Imagination and Eye Closure
The use of eye closure to facilitate deliberate mental imagery generation is a widespread assumption that has also received scientific support. From a theoretical perspective, mental imagery is understood to rely on both memory recall from specific memories or ideas (Day & Thompson, 2019) as well as working memory to construct coherent imagery (Baddeley & Andrade, 2000; Gunter & Bodner, 2008). Closing one's eyes reduces cognitive load by freeing resources that would otherwise be occupied in monitoring the external environment (Vredeveldt, Hitch, & Baddeley, 2011), thus facilitating visual imagery (Bartels, Harkins, Harrison, Beard, & Beech, 2018) as well as creativity (Ritter, Abbing, & Van Schie, 2018).
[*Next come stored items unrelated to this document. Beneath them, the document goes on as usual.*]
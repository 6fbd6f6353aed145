//! Kotodama - floating word-glyph emotion visualizer
//!
//! Words drift, fade, and bounce through a 3D volume over an animated
//! emotion-colored gradient. Words and emotion scores normally come from
//! upstream collaborators (face reading, word generation); here they
//! arrive on the command line.
//!
//! Usage:
//!   kotodama --words "希望,不安" --emotions "happy=0.8,sad=0.2"

mod app;
mod palette;

use anyhow::{Context, Result};
use app::VisualizerApp;
use clap::Parser;
use kotodama_core::KotodamaError;
use kotodama_runtime::{AppConfig, PerformanceProfiler};
use std::path::PathBuf;
use winit::event_loop::{ControlFlow, EventLoop};

#[derive(Parser)]
#[command(name = "kotodama")]
#[command(about = "Floating word-glyph emotion visualizer")]
struct Args {
    /// Words to float, comma-separated
    #[arg(long, default_value = "希望,不安,期待,記憶")]
    words: String,

    /// Emotion intensities as name=value pairs, comma-separated
    #[arg(long, default_value = "calm=0.6")]
    emotions: String,

    /// Path to the config file
    #[arg(long, default_value = "kotodama.toml")]
    config: PathBuf,

    /// Override the config's font path
    #[arg(long)]
    font: Option<String>,

    /// Start in stereoscopic (dual-viewport) mode
    #[arg(long)]
    stereo: bool,

    /// Launch fullscreen
    #[arg(long)]
    fullscreen: bool,
}

fn main() -> Result<()> {
    let args = Args::parse();

    let mut config = AppConfig::load(&args.config).context("Failed to load config")?;
    if let Some(font) = args.font {
        config.font = font;
    }

    let words: Vec<String> = args
        .words
        .split(',')
        .map(|w| w.trim().to_string())
        .filter(|w| !w.is_empty())
        .collect();
    let emotions = palette::parse_emotions(&args.emotions);

    // No GPU adapter: the 3D path never starts. Show the words as plain
    // text instead.
    if !kotodama_render::probe_adapter() {
        let err = KotodamaError::Capability("no GPU-accelerated adapter available".into());
        eprintln!("[app] {err}");
        println!("{}", words.join("  "));
        return Ok(());
    }

    let tier = PerformanceProfiler::probe();
    let colors = palette::palette_for(&emotions);

    println!("Controls:");
    println!("  S        - Toggle stereo view");
    println!("  F11      - Toggle fullscreen");
    println!("  Escape   - Exit");

    let event_loop = EventLoop::new()?;
    event_loop.set_control_flow(ControlFlow::Poll);

    let stereo = args.stereo || config.stereo;
    let mut app = VisualizerApp::new(config, words, colors, tier, stereo, args.fullscreen);
    event_loop.run_app(&mut app)?;

    Ok(())
}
Various studies have now investigated the detrimental effect of concurrent visual information on both vividness as well as emotional intensity (Andrade, Kavanagh, & Baddeley, 1997; Engelhard, van den Hout, & Smeets, 2011; Engelhard, van Uijen, & van den Hout, 2010; Kemps, Tiggemann, Woods, & Soekov, 2004; Littel, van den Hout, & Engelhard, 2016; van den Hout, Engelhard, Beetsma et al., 2011; van den Hout, Engelhard, Rijkeboer, et al., 2011). For example, in a study by Bartels et al. (2018), participants performed a guided imagery task in which they were instructed to imagine a sexual fantasy. The results demonstrated that bilateral eye movement led to significantly less vividness and sexual arousal in the imagery task. Indeed, all the aforementioned studies report that closed-eyes facilitates mental imagery compared to open-eyes. The disruptive effect of concurrent visual information on mental imagery has been harnessed by therapeutic techniques such as Eye-Movement Desensitization and Reprocessing (Shapiro, 1989; van den Hout & Engelhard, 2012; van den Hout, Engelhard, Beetsma et al., 2011) and Tetris gameplay (James et al., 2015) to reduce intrusive distressing mental imagery. Whilst the facilitative effect of eye closure on mental imagery is well established, its interaction with other parameters that affect imagination, such as music, has received far less scientific attention.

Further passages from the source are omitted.